Milford mentions a few encounters with women, but leaves their nature open to some conjecture, and doesn't make the point that seems obvious to anyone who does a little research: that Millay was a sexual omnivore, unconstrained by convention in choosing her lovers, both female and male. In this case, the author's discretion does a disservice to our understanding of the complexity of the poet's character.
Lest I leave you believing that she wrote only of her fickle nature, here's a group of poems from Memorial to D.C. upon learning that a college friend had died in the flu epidemic of 1918.

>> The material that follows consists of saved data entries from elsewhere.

use anyhow::{anyhow, Result};
use chrono::{Duration, Local, NaiveDate, Weekday};

use crate::error::CoreError;

/// Strictly parses a `YYYY-MM-DD` literal into a Gregorian date.
pub fn parse_iso_date(literal: &str) -> Result<NaiveDate, CoreError> {
    let malformed = || CoreError::MalformedDate(literal.to_string());

    if !is_iso_shape(literal) {
        return Err(malformed());
    }
    let year: i32 = literal[0..4].parse().map_err(|_| malformed())?;
    let month: u32 = literal[5..7].parse().map_err(|_| malformed())?;
    let day: u32 = literal[8..10].parse().map_err(|_| malformed())?;

    if year < 1 {
        return Err(CoreError::InvalidYear { year });
    }
    if !(1..=12).contains(&month) {
        return Err(CoreError::InvalidMonth { month });
    }
    NaiveDate::from_ymd_opt(year, month, day).ok_or(CoreError::InvalidDay { year, month, day })
}

/// True if `s` is exactly `DDDD-DD-DD` with ASCII digits.
pub(crate) fn is_iso_shape(s: &str) -> bool {
    let bytes = s.as_bytes();
    bytes.len() == 10
        && bytes.iter().enumerate().all(|(i, b)| match i {
            4 | 7 => *b == b'-',
            _ => b.is_ascii_digit(),
        })
}

/// Parses a command-line date: an ISO date or a keyword relative to the local day.
pub fn parse_date_arg(input: &str) -> Result<NaiveDate> {
    parse_date_arg_at(input, Local::now().date_naive())
}

pub fn parse_date_arg_at(input: &str, today: NaiveDate) -> Result<NaiveDate> {
    let input = input.trim();
    match input.to_lowercase().as_str() {
        "today" => return Ok(today),
        "yesterday" => return Ok(today - Duration::days(1)),
        "tomorrow" => return Ok(today + Duration::days(1)),
        _ => {}
    }

    parse_iso_date(input).map_err(|e| anyhow!("Could not parse date '{}': {}", input, e))
}

pub fn parse_weekday_str(s: &str) -> Result<Weekday, CoreError> {
    match s.to_lowercase().as_str() {
        "mon" | "monday" => Ok(Weekday::Mon),
        "tue" | "tuesday" => Ok(Weekday::Tue),
        "wed" | "wednesday" => Ok(Weekday::Wed),
        "thu" | "thursday" => Ok(Weekday::Thu),
        "fri" | "friday" => Ok(Weekday::Fri),
        "sat" | "saturday" => Ok(Weekday::Sat),
        "sun" | "sunday" => Ok(Weekday::Sun),
        _ => Err(CoreError::UnknownWeekday(s.to_string())),
    }
}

It might have been today, although
You died about a year ago,
Somebody dropped her voice and said,
"You know that Dorothy is dead."
It might have been this very day.
I lied and told her that I knew,
And wished that she would go away,
So I might sit and think of you.
___
Slip her pretty gowns
From their padded hangers,
She will dance no more
In her narrow shoes
Just a rainy day or two
In a windy tower;
That was all I had of you, -
I remember three or four
Things you said in spite,
And an ugly coat you wore,
Plaided black and white.
Just a rainy day or two
And a bitter word, -
Why do I remember you
As a singing bird?
___
There will be rose and rhododendron
When you are dead and under ground;
Still will be heard from white syringas
Heavy with bees, a sunny sound;
Still will the tamaracks be raining
After the rain has ceased, and still
Will there be robins in the stubble,
Grey sheep upon the warm green hill.
Oh, there will pass with your great passing
Little of beauty not your own, -
Only the light from common water,
Only the grace from common stone!
___
Heap not on this mound
Roses that she loved so well;
Why bewilder her with roses,
That she cannot see or smell?
She is happy where she lies
With the dust upon her eyes.
Edna St. Vincent Millay worked with the same alphabet and vocabulary that is available to all of us, just as Bach and Mozart had only the same 12 notes to use that are available to us in the shower. But like them, she fashioned that raw material into soaring creativity - lines that speak for us so simply and eloquently that which we cannot express ourselves. Clearly, she was a conduit, like Bach and Mozart, for the creative force that spoke through her. We may never really understand how it works, but this book goes a long way toward helping us understand the person through whom it flowed.